- [TASK ITEM]
Exact reproduction required: the lines below from the line with "pub enum ChannelStatus" to the line with "in the pool.", both ends included, and no others.

━━━ INPUT DATA ━━━

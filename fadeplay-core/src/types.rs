use std::fmt;

/// Coarse status of a playback channel, as reported by the audio engine.
///
/// Engines usually lag behind a `stop()` request, so "stopped" is only one
/// of the signals used to decide whether a channel is free.
#[derive(Debug, Copy, Clone, PartialEq, Eq, Hash, Default)]
pub enum ChannelStatus {
    Playing,
    #[default]
    Stopped,
}

/// Identifies one concrete playback started on a channel.
#[derive(Debug, Copy, Clone, PartialEq, Eq, Hash)]
pub struct PlaybackId(pub u32);

/// Identity of a channel slot in the pool.
#[derive(Debug, Copy, Clone, PartialEq, Eq, Hash)]
pub enum ChannelId {
    /// One of the BGM channels, by pool index.
    Bgm(usize),
    /// The single sound effect channel.
    Se,
}

impl fmt::Display for ChannelId {
    fn fmt(&self, f: &mut fmt::Formatter<'_>) -> fmt::Result {
        match self {
            ChannelId::Bgm(index) => write!(f, "bgm#{}", index),
            ChannelId::Se => write!(f, "se"),
        }
    }
}

/// Float comparison used by every volume heuristic.
pub fn approximately(a: f32, b: f32) -> bool {
    let tolerance = (1e-6 * a.abs().max(b.abs())).max(f32::EPSILON * 8.0);
    (b - a).abs() < tolerance
}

━━━

- [REPLY TO THE TASK]
pub enum ChannelStatus {
    Playing,
    #[default]
    Stopped,
}

/// Identifies one concrete playback started on a channel.
#[derive(Debug, Copy, Clone, PartialEq, Eq, Hash)]
pub struct PlaybackId(pub u32);

/// Identity of a channel slot in the pool.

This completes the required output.